Most of the time I consider myself a hack as a dad. I feel like I fumble through and do an ‘ok’ job of being a dad. Every now and then I will have a stellar moment where I am an epic dad, but honestly I think I thrive on mediocrity as a parent.
It seems like I am always reacting my boys rather than being proactive and thinking ahead. It’s almost like they are always one step ahead of me. I know the right things to do, I actually possess the skills needed to be an epic parent all of the time. I am certified to teach the Model Approach to Partnership in Parenting & the Systematic Training for Effective Parenting.
So why does it always feel like I’m behind the gun?!?
I don’t know the full & complete answer to this question, but part of the answer is attitude.
I sometimes look at parenting as an inconvenience that I’m stuck with. There is truth to this – I am stuck with it… however, I am here thanks to choices I made with regard to engaging in potentially reproductive activities. I only have myself to blame.
Parenting is not an inconvenience. It is in fact one of the greatest responsibilities and privileges we could ever have. Being a parent isn’t synonymous with having a fulfilling life, don’t hear me saying that.

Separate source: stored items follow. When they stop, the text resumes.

//! Server-Sent Events (SSE) utilities
//!
//! Turns a progress [`Subscriber`] into an SSE response body.

use crate::events::Subscriber;
use axum::response::sse::{Event, KeepAlive, Sse};
use futures::stream::Stream;
use std::convert::Infallible;
use std::time::Duration;
use tracing::{debug, info};

/// Interval between keep-alive comments on idle streams
pub const KEEP_ALIVE_INTERVAL: Duration = Duration::from_secs(15);

/// Build the SSE event for one progress line
///
/// `data` carries the message text and `id` the publish sequence. Carriage
/// returns become line breaks, so a multi-line message arrives as several
/// `data:` lines that the client joins with `\n`.
pub fn progress_event(event: &crate::ProgressEvent) -> Event {
    Event::default()
        .id(event.sequence.to_string())
        .data(event_data(&event.message))
}

/// SSE-safe form of a progress message
pub fn event_data(message: &str) -> String {
    message.replace("\r\n", "\n").replace('\r', "\n")
}

/// Create an SSE stream that forwards every line the subscriber receives
///
/// The stream ends after the terminal line. If the client disconnects the
/// stream is dropped, which drops the subscriber and unregisters it.
///
/// # Example
/// ```rust,ignore
/// pub async fn progress(
///     State(state): State<AppState>,
/// ) -> Sse<impl Stream<Item = Result<Event, Infallible>>> {
///     guitarless_common::sse::progress_sse_stream(state.broadcaster.subscribe())
/// }
/// ```
pub fn progress_sse_stream(
    mut subscriber: Subscriber,
) -> Sse<impl Stream<Item = Result<Event, Infallible>>> {
    let subscriber_id = subscriber.id();
    info!(subscriber_id, "New SSE client connected to progress stream");

    let stream = async_stream::stream! {
        while let Some(event) = subscriber.recv().await {
            debug!(subscriber_id, sequence = event.sequence, "SSE: forwarding progress line");
            yield Ok(progress_event(&event));
        }
        info!(subscriber_id, "SSE: progress stream finished");
    };

    Sse::new(stream).keep_alive(
        KeepAlive::new()
            .interval(KEEP_ALIVE_INTERVAL)
            .text("heartbeat"),
    )
}
//! Test Helper Utilities
//!
//! Shared utilities for testing guitarless-server

#![allow(dead_code)]

pub mod audio_generator;
pub mod fakes;

pub use audio_generator::{generate_test_wav, AudioConfig};
pub use fakes::{FakeFetcher, FakeSeparator, SeparatorMode, TestHarness};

I am saying if you are a parent it adds fulfillment to your life, though.
So where does Curious George fit into all this? One thing I’ve noticed about the man with the yellow hat is that he expects George to do something crazy, off the wall, destructive and troublesome. He is a monkey after all. And when George does whatever crazy things George is going to do, the man with the yellow hat is always like, ‘George, you can’t work on the plumbing for the apartment building!’, or ‘George, you can’t direct all the trains!’, or ‘George, pigeons are not allowed in the house’, or ‘George, this painting (all over the walls) is spectacular!’.
The man with yellow hat expects George to make a mess, break stuff and get into trouble… he’s a monkey. The man with the yellow hat loves him anyway & gently guides him in the proper direction.
Herein lies the lesson, our kids are kids and they should be expected to NOT act like adults and to make messes. They are kids. My response needs to be more like the man with the yellow hat who has appropriate expectations and gently guides George along when those expectations are met and there is a BIG mess to clean up.